76. I have considered all the submissions. The applicant is the unsuccessful party. Despite the eloquence of Counsel’s Note and the email from Oliver and Hasani, I am not satisfied that any proper reason has been provided why costs should not follow the event.
77. I therefore order that the applicant pay the respondent’s reasonable costs of these proceedings, to be assessed if not agreed.
78. The applicant is legally aided. She has the benefit of the protection afforded in section 26 of the Legal Aid and Punishment of Offenders Act 2012 (LASPO) and the Civil Legal Aid (Costs) Regulations 2013. Accordingly:
(1) No steps shall be taken to recover costs against her until there has been a determination of the amount (if any) which it is reasonable for her to pay, pursuant to section 26 of the LASPO Act, following an application by the Interested Party pursuant to regulation 16 of the Civil Legal Aid (Costs) Regulations 2013; and
(2) There shall be detailed assessment of the applicant’s publicly funded costs.
Appeal
79. The applicant seeks permission to appeal, arguing that it was not open to the Upper Tribunal to conclude that the 1 July 2021 application for permission to appeal was validly submitted and that no extension of time was required. The applicant contends that I have failed properly to apply Onowu and that I was not seised of the issue of the validity of that earlier application.

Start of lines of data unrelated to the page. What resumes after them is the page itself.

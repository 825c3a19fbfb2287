//! # ngsi-agent CLI
//!
//! ## Usage
//!
//! ```bash
//! ngsi-agent --config ./ngsi-agent.toml <command>
//! ```
//!
//! ## Commands
//!
//! | Command | Description |
//! |---------|-------------|
//! | `ngsi-agent run <file>` | Run the agent once over a file and print stats |
//! | `ngsi-agent serve` | Start the HTTP daemon (and the scheduler if configured) |
//! | `ngsi-agent schedule <file>` | Run the agent over a file periodically |
//! | `ngsi-agent status` | Show configuration and sink health |
//!
//! Without `--config`, `./ngsi-agent.toml` is used when present, otherwise
//! built-in defaults (stdout sink, `127.0.0.1:8000`).
//!
//! Log verbosity follows `RUST_LOG` (default `ngsi_agent=info`); logs go to
//! stderr so the stdout sink stays machine-readable.

use std::path::{Path, PathBuf};
use std::sync::Arc;

use anyhow::Result;
use clap::{Parser, Subcommand};
use tokio_util::sync::CancellationToken;
use tracing::{info, warn};
use tracing_subscriber::EnvFilter;

use ngsi_agent::agent::{identity, Agent};
use ngsi_agent::config::{self, Config};
use ngsi_agent::daemon::Daemon;
use ngsi_agent::report;
use ngsi_agent::scheduler::{Renewal, Scheduler, Unit};
use ngsi_agent::server;
use ngsi_agent::source_file::FileSource;

const DEFAULT_CONFIG: &str = "ngsi-agent.toml";

#[derive(Parser)]
#[command(
    name = "ngsi-agent",
    about = "ETL agents that move records from sources to NGSI context brokers",
    version
)]
struct Cli {
    /// Path to configuration file (TOML).
    #[arg(long, global = true)]
    config: Option<PathBuf>,

    #[command(subcommand)]
    command: Commands,
}

#[derive(Subcommand)]
enum Commands {
    /// Run the agent once over a file.
    ///
    /// The format follows the extension: `.json`, `.jsonl`/`.ndjson`, `.zip`
    /// (first entry), anything else one record per line.
    Run {
        file: PathBuf,
    },

    /// Start the HTTP daemon.
    ///
    /// When `[schedule]` names a file, the scheduler runs alongside the
    /// server over the same daemon.
    Serve {
        /// Override `[server].bind`.
        #[arg(long)]
        bind: Option<String>,
    },

    /// Run the agent over a file on a fixed interval until interrupted.
    Schedule {
        file: PathBuf,

        /// Interval length, at least 1.
        #[arg(long)]
        interval: Option<u64>,

        /// seconds, minutes, hours or days.
        #[arg(long)]
        unit: Option<String>,
    },

    /// Show the effective configuration and sink health.
    Status {
        /// Query a running daemon (e.g. `http://127.0.0.1:8000`) instead.
        #[arg(long)]
        remote: Option<String>,
    },
}

fn init_tracing() {
    let filter =
        EnvFilter::try_from_default_env().unwrap_or_else(|_| EnvFilter::new("ngsi_agent=info"));
    tracing_subscriber::fmt()
        .with_env_filter(filter)
        .with_writer(std::io::stderr)
        .init();
}

fn resolve_config(path: Option<&Path>) -> Result<Config> {
    match path {
        Some(path) => config::load_config(path),
        None if Path::new(DEFAULT_CONFIG).exists() => config::load_config(Path::new(DEFAULT_CONFIG)),
        None => Ok(Config::default()),
    }
}

/// Token cancelled on Ctrl-C.
fn shutdown_on_ctrl_c() -> CancellationToken {
    let token = CancellationToken::new();
    let trigger = token.clone();
    tokio::spawn(async move {
        if tokio::signal::ctrl_c().await.is_ok() {
            info!("interrupt received, shutting down");
        }
        trigger.cancel();
    });
    token
}

fn build_daemon(cfg: &Config) -> Result<Arc<Daemon>> {
    let sink = config::build_sink(&cfg.sink)?;
    Ok(Arc::new(
        Daemon::new(sink, identity()).serialize_runs(cfg.server.serialize_runs),
    ))
}

#[tokio::main]
async fn main() -> Result<()> {
    init_tracing();
    let cli = Cli::parse();
    let cfg = resolve_config(cli.config.as_deref())?;

    match cli.command {
        Commands::Run { file } => {
            let sink = config::build_sink(&cfg.sink)?;
            let mut source = FileSource::open(&file);
            let stats = Agent::run_once(&mut source, sink, Arc::new(identity())).await?;
            report::print_stats(&format!("Run over {}", file.display()), &stats);
        }
        Commands::Serve { bind } => {
            let daemon = build_daemon(&cfg)?;
            let shutdown = shutdown_on_ctrl_c();

            let scheduler = match &cfg.schedule {
                Some(s) => match &s.file {
                    Some(file) => {
                        let renewal = Renewal::Reset(Box::new(FileSource::open(file)));
                        let scheduler = Scheduler::new(daemon.clone(), renewal, s.interval, s.unit)?
                            .with_shutdown(shutdown.clone());
                        Some(scheduler.spawn())
                    }
                    None => {
                        warn!("[schedule] has no file, scheduler disabled");
                        None
                    }
                },
                None => None,
            };

            let bind = bind.unwrap_or_else(|| cfg.server.bind.clone());
            let result = server::run_server(daemon, &bind, shutdown.clone()).await;
            shutdown.cancel();
            if let Some(handle) = scheduler {
                if let Err(e) = handle.await {
                    warn!(error = %e, "scheduler task ended abnormally");
                }
            }
            result?;
        }
        Commands::Schedule {
            file,
            interval,
            unit,
        } => {
            let interval = interval
                .or_else(|| cfg.schedule.as_ref().map(|s| s.interval))
                .unwrap_or(1);
            let unit = match unit {
                Some(u) => u.parse::<Unit>()?,
                None => cfg.schedule.as_ref().map(|s| s.unit).unwrap_or(Unit::Minutes),
            };

            let daemon = build_daemon(&cfg)?;
            let renewal = Renewal::Reset(Box::new(FileSource::open(&file)));
            Scheduler::new(daemon.clone(), renewal, interval, unit)?
                .with_shutdown(shutdown_on_ctrl_c())
                .run()
                .await;

            daemon.close().await;
            let status = daemon.status();
            report::print_stats(
                &format!("{} runs ({} failed)", status.calls, status.errors),
                &daemon.stats(),
            );
        }
        Commands::Status { remote } => match remote {
            Some(base) => {
                let status = report::fetch_remote(&base).await?;
                report::print_remote(&base, &status);
            }
            None => {
                let sink = config::build_sink(&cfg.sink)?;
                report::print_local(&cfg, &sink.status().await);
            }
        },
    }

    Ok(())
}
//! Human-readable output for the CLI.
//!
//! Prints run statistics after `ngsi-agent run`, and the daemon status plus
//! sink health for `ngsi-agent status`.

use anyhow::{Context, Result};
use chrono::{DateTime, Utc};
use serde::Deserialize;
use serde_json::Value;

use ngsi_agent_core::models::{Stats, Status};

use crate::config::Config;

/// Body of a daemon's `GET /status`.
#[derive(Debug, Deserialize)]
pub struct StatusReport {
    pub status: Status,
    pub sink: Value,
}

pub fn print_stats(label: &str, stats: &Stats) {
    println!("{}", label);
    println!("  Processed:   {}", stats.processed);
    println!("  Created:     {}", stats.created);
    println!("  Updated:     {}", stats.updated);
    println!("  Ignored:     {}", stats.ignored);
    println!("  Errors:      {}", stats.errors);
}

/// Print the effective configuration and the sink's health.
pub fn print_local(config: &Config, sink: &Value) {
    println!("ngsi-agent {}", env!("CARGO_PKG_VERSION"));
    println!("================");
    println!();
    println!("  Bind:        {}", config.server.bind);
    println!("  Sink:        {}", config.sink.kind());
    match &config.schedule {
        Some(s) => println!("  Schedule:    every {} {}", s.interval, s.unit),
        None => println!("  Schedule:    none"),
    }
    println!("  Sink health: {}", sink);
}

/// Fetch `/status` from a running daemon at `base`.
pub async fn fetch_remote(base: &str) -> Result<StatusReport> {
    let url = format!("{}/status", base.trim_end_matches('/'));
    let resp = reqwest::get(&url)
        .await
        .with_context(|| format!("Failed to reach {}", url))?;
    if !resp.status().is_success() {
        anyhow::bail!("{} answered {}", url, resp.status());
    }
    resp.json::<StatusReport>()
        .await
        .with_context(|| format!("Unexpected /status body from {}", url))
}

pub fn print_remote(base: &str, report: &StatusReport) {
    let s = &report.status;
    println!("Daemon at {}", base);
    println!("  State:       {:?}", s.state);
    println!("  Started:     {}", format_relative(s.starttime));
    println!("  Last call:   {}", format_relative(s.lastcalltime));
    println!("  Calls:       {}", s.calls);
    println!("  Success:     {}", s.success);
    println!("  Errors:      {}", s.errors);
    if let Some(e) = &s.last_error {
        println!("  Last error:  {}", e);
    }
    println!("  Sink health: {}", report.sink);
}

/// Format a timestamp relative to now (e.g. "3 hours ago").
fn format_relative(ts: Option<DateTime<Utc>>) -> String {
    let Some(ts) = ts else {
        return "never".to_string();
    };
    let delta = (Utc::now() - ts).num_seconds();

    if delta < 0 {
        format_iso(ts)
    } else if delta < 60 {
        "just now".to_string()
    } else if delta < 3600 {
        let mins = delta / 60;
        format!("{} min{} ago", mins, if mins == 1 { "" } else { "s" })
    } else if delta < 86400 {
        let hours = delta / 3600;
        format!("{} hour{} ago", hours, if hours == 1 { "" } else { "s" })
    } else if delta < 86400 * 30 {
        let days = delta / 86400;
        format!("{} day{} ago", days, if days == 1 { "" } else { "s" })
    } else {
        format_iso(ts)
    }
}

fn format_iso(ts: DateTime<Utc>) -> String {
    ts.format("%Y-%m-%d %H:%M").to_string()
}

#[cfg(test)]
mod tests {
    use super::*;
    use chrono::Duration;

    #[test]
    fn test_format_relative() {
        assert_eq!(format_relative(None), "never");
        assert_eq!(format_relative(Some(Utc::now())), "just now");
        assert_eq!(
            format_relative(Some(Utc::now() - Duration::minutes(1))),
            "1 min ago"
        );
        assert_eq!(
            format_relative(Some(Utc::now() - Duration::hours(5))),
            "5 hours ago"
        );
        let old = Utc::now() - Duration::days(90);
        assert_eq!(format_relative(Some(old)), format_iso(old));
    }

    #[test]
    fn test_status_report_parses_daemon_body() {
        let body = serde_json::json!({
            "status": {
                "state": "RUNNING",
                "starttime": "2024-01-01T00:00:00Z",
                "lastcalltime": null,
                "calls": 3,
                "success": 2,
                "errors": 1,
                "last_error": "source failed: broker unreachable"
            },
            "sink": {"state": "ok"}
        });
        let report: StatusReport = serde_json::from_value(body).unwrap();
        assert_eq!(report.status.calls, 3);
        assert_eq!(report.sink["state"], "ok");
    }
}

80. Alternatively, the applicant relies on the grant of permission and the admission by Mr Irwin that the Interested Party had handled things badly, in particular in the failures of correspondence and confusion in August and September 2021. Had the First-tier Judge been made aware of all that, the applicant contends that permission would not have been granted.
81. Further, the applicant contends that I should have given more weight to the Presidential guidance that the MyHMCTS system was to be used for beginning proceedings before the First-tier Tribunal, and should have been prepared to read into that a direction that applications to the Upper Tribunal also required to be issued on MyHMCTS if they were to be valid.
82. There is no merit in the proposed grounds of appeal. The grant of permission is not the same as a successful judicial review application. The failure properly to put the case regarding the 1 July 2021 application forms part of the overall confusion caused by the Interested Party’s approach over the summer of 2021, but the question whether an appeal is or is not submitted validly and in time is one of fact.
83. If the 1 July 2021 application was not out of time, which is what I have found, then the 29 September 2021 application was otiose and the extension of time unnecessary. It would be artificial to refuse to consider the 1 July 2021 application, which was identical as to the grounds of appeal.
84. These grounds of appeal are in reality no more than a vigorously expressed disagreement with the outcome of the judicial review.
85. Permission to appeal is refused.